## [Work to be completed]
Find all lines in the records that include the word "CheckerKind", and copy them out.
[Material for the task Boundary: Start]
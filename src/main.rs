mod checker;
mod compile;
mod config;
mod evaluation;
mod judge;
mod languages;
mod model;
mod sandbox;
mod scoring;
mod storage;
mod store;
mod verdict;

use std::collections::HashSet;
use std::path::Path;
use std::sync::Arc;

use anyhow::{Context, Result};
use redis::aio::MultiplexedConnection;
use redis::AsyncCommands;
use serde::{Deserialize, Serialize};
use tokio::time::{sleep, Duration};
use tracing::{error, info, warn};

use crate::checker::{Checker, CustomChecker};
use crate::judge::JudgeRunner;
use crate::model::{CheckerKind, CompiledScript, Submission, SubmissionSource, Task, TaskKind};
use crate::sandbox::BoxPool;
use crate::storage::FileStorage;
use crate::store::Store;

/// Worker job enum - all job types arriving on the queue
#[derive(Debug, Serialize, Deserialize)]
#[serde(tag = "job_type", rename_all = "snake_case")]
pub enum WorkerJob {
    /// Judge a submission
    Judge(JudgeJob),
    /// Retract a submission's official verdict and judge it again
    Rejudge(RejudgeJob),
}

#[derive(Debug, Serialize, Deserialize)]
pub struct JudgeJob {
    pub submission_id: i64,
}

#[derive(Debug, Serialize, Deserialize)]
pub struct RejudgeJob {
    pub submission_id: i64,
}

const QUEUE_NAME: &str = "arbiter:queue";

#[tokio::main]
async fn main() -> Result<()> {
    tracing_subscriber::fmt()
        .with_env_filter(
            tracing_subscriber::EnvFilter::from_default_env()
                .add_directive("arbiter=info".parse()?),
        )
        .init();

    dotenvy::dotenv().ok();

    languages::init_languages()?;
    info!("Loaded language registry");

    config::init_config();

    let redis_url = std::env::var("REDIS_URL").unwrap_or_else(|_| "redis://localhost:6379".into());

    info!("Starting judge worker...");

    let client = redis::Client::open(redis_url.clone())?;
    let mut conn = get_redis_connection(&client).await?;
    info!("Connected to Redis at {}", redis_url);

    let database_url = std::env::var("DATABASE_URL")
        .unwrap_or_else(|_| "sqlite://arbiter.sqlite3?mode=rwc".into());
    let store = Store::connect(&database_url).await?;

    let storage = FileStorage::from_env().await?;
    info!("Connected to file storage");

    let boxes = Arc::new(BoxPool::new());

    info!("Waiting for jobs...");

    loop {
        // Block and wait for a job from the queue (BLPOP)
        let result: Option<(String, String)> = match conn.blpop(QUEUE_NAME, 0.0).await {
            Ok(res) => res,
            Err(e) => {
                warn!("Redis BLPOP failed: {}. Attempting to reconnect...", e);
                conn = get_redis_connection(&client).await?;
                continue;
            }
        };

        let Some((_, job_data)) = result else {
            continue;
        };

        match serde_json::from_str::<WorkerJob>(&job_data) {
            Ok(WorkerJob::Judge(job)) => {
                info!("Received judge job: submission_id={}", job.submission_id);
                match handle_judge_job(&store, &storage, &boxes, job.submission_id).await {
                    Ok(()) => {
                        info!("Judge job completed: submission_id={}", job.submission_id)
                    }
                    Err(e) => {
                        error!(
                            "Failed to judge submission {}: {:#}",
                            job.submission_id, e
                        );
                    }
                }
            }
            Ok(WorkerJob::Rejudge(job)) => {
                info!("Received rejudge job: submission_id={}", job.submission_id);
                match store.prepare_rejudge(job.submission_id).await {
                    Ok(()) => {
                        if let Err(e) = enqueue_judge(&mut conn, job.submission_id).await {
                            error!(
                                "Failed to re-enqueue submission {}: {:#}",
                                job.submission_id, e
                            );
                        }
                    }
                    Err(e) => {
                        error!(
                            "Failed to prepare rejudge of submission {}: {:#}",
                            job.submission_id, e
                        );
                    }
                }
            }
            Err(e) => {
                warn!("Failed to parse job data: {}", e);
            }
        }
    }
}

async fn enqueue_judge(conn: &mut MultiplexedConnection, submission_id: i64) -> Result<()> {
    let payload = serde_json::to_string(&WorkerJob::Judge(JudgeJob { submission_id }))?;
    conn.rpush::<_, _, ()>(QUEUE_NAME, payload).await?;
    Ok(())
}

/// Drive one submission through the pipeline: load the snapshot, materialize
/// files, compile judge scripts, evaluate, persist.
async fn handle_judge_job(
    store: &Store,
    storage: &FileStorage,
    boxes: &Arc<BoxPool>,
    submission_id: i64,
) -> Result<()> {
    let submission = store.load_submission(submission_id).await?;
    let task = store.load_task(submission.task_id).await?;

    let task_dir = tempfile::tempdir()?;
    let output_dir = tempfile::tempdir()?;
    let submission_dir = tempfile::tempdir()?;

    materialize_task_files(storage, &task, task_dir.path()).await?;
    materialize_submission(storage, &submission, submission_dir.path()).await?;

    let checker = prepare_checker(storage, boxes, &task, task_dir.path()).await?;
    let communicator = prepare_communicator(storage, boxes, &task, task_dir.path()).await?;

    let runner = JudgeRunner::new(store, boxes.clone(), checker, communicator);
    let tree = runner
        .evaluate(
            &task,
            &submission,
            task_dir.path(),
            output_dir.path(),
            submission_dir.path(),
        )
        .await?;

    info!(
        "Judged submission {}: verdict={}, score={}/{}, time={}ms, memory={}B, compile={}ms",
        submission_id,
        tree.verdict,
        tree.score_raw,
        task.score_max(),
        tree.running_time_ms,
        tree.running_memory_byte,
        tree.compile_time_ms
    );

    Ok(())
}

/// Download every input and judge file the task references into the task
/// root, once per declared file name.
async fn materialize_task_files(storage: &FileStorage, task: &Task, task_root: &Path) -> Result<()> {
    let mut materialized: HashSet<String> = HashSet::new();

    for subtask in &task.subtasks {
        for data in &subtask.data {
            if let (Some(name), Some(hash)) = (&data.input_file_name, &data.input_file_hash) {
                if materialized.insert(name.clone()) {
                    storage
                        .download_to_file(hash, &task_root.join(name))
                        .await
                        .with_context(|| format!("Failed to materialize input {}", name))?;
                }
            }
            if materialized.insert(data.judge_file_name.clone()) {
                storage
                    .download_to_file(&data.judge_file_hash, &task_root.join(&data.judge_file_name))
                    .await
                    .with_context(|| {
                        format!("Failed to materialize judge file {}", data.judge_file_name)
                    })?;
            }
        }
    }

    Ok(())
}

/// Materialize the contestant's source file (named per the language registry)
/// or, for Output-Only, the supplied output files under their declared names.
async fn materialize_submission(
    storage: &FileStorage,
    submission: &Submission,
    submission_root: &Path,
) -> Result<()> {
    match &submission.source {
        SubmissionSource::Program { file_hash } => {
            let language = languages::get_language(&submission.language).with_context(|| {
                format!("Unsupported submission language: {}", submission.language)
            })?;
            storage
                .download_to_file(file_hash, &submission_root.join(&language.source_file))
                .await
                .context("Failed to materialize submission source")?;
        }
        SubmissionSource::OutputFiles(files) => {
            for file in files {
                storage
                    .download_to_file(&file.file_hash, &submission_root.join(&file.file_name))
                    .await
                    .with_context(|| {
                        format!("Failed to materialize output file {}", file.file_name)
                    })?;
            }
        }
    }
    Ok(())
}

async fn prepare_checker(
    storage: &FileStorage,
    boxes: &Arc<BoxPool>,
    task: &Task,
    task_root: &Path,
) -> Result<Checker> {
    match &task.checker {
        CheckerKind::LenientDiff => Ok(Checker::LenientDiff),
        CheckerKind::Custom(script) => {
            storage
                .download_to_file(&script.file_hash, &task_root.join(&script.file_name))
                .await
                .context("Failed to materialize checker script")?;
            let compiled = compile::compile_script(boxes, script, task_root).await?;
            let language = compile::script_language(&compiled)?;
            Ok(Checker::Custom(CustomChecker {
                language,
                exe_name: compiled.exe_name,
            }))
        }
    }
}

async fn prepare_communicator(
    storage: &FileStorage,
    boxes: &Arc<BoxPool>,
    task: &Task,
    task_root: &Path,
) -> Result<Option<CompiledScript>> {
    match &task.kind {
        TaskKind::Communication { communicator } => {
            storage
                .download_to_file(
                    &communicator.file_hash,
                    &task_root.join(&communicator.file_name),
                )
                .await
                .context("Failed to materialize communicator script")?;
            let compiled = compile::compile_script(boxes, communicator, task_root).await?;
            Ok(Some(compiled))
        }
        TaskKind::Batch | TaskKind::OutputOnly => Ok(None),
    }
}

async fn get_redis_connection(client: &redis::Client) -> Result<MultiplexedConnection> {
    loop {
        match client.get_multiplexed_async_connection().await {
            Ok(conn) => return Ok(conn),
            Err(e) => {
                warn!("Failed to connect to Redis: {}. Retrying in 3 seconds...", e);
                sleep(Duration::from_secs(3)).await;
            }
        }
    }
}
[Material for the task Boundary: End]
## [Task response]
use crate::model::{CheckerKind, CompiledScript, Submission, SubmissionSource, Task, TaskKind};
        CheckerKind::LenientDiff => Ok(Checker::LenientDiff),
        CheckerKind::Custom(script) => {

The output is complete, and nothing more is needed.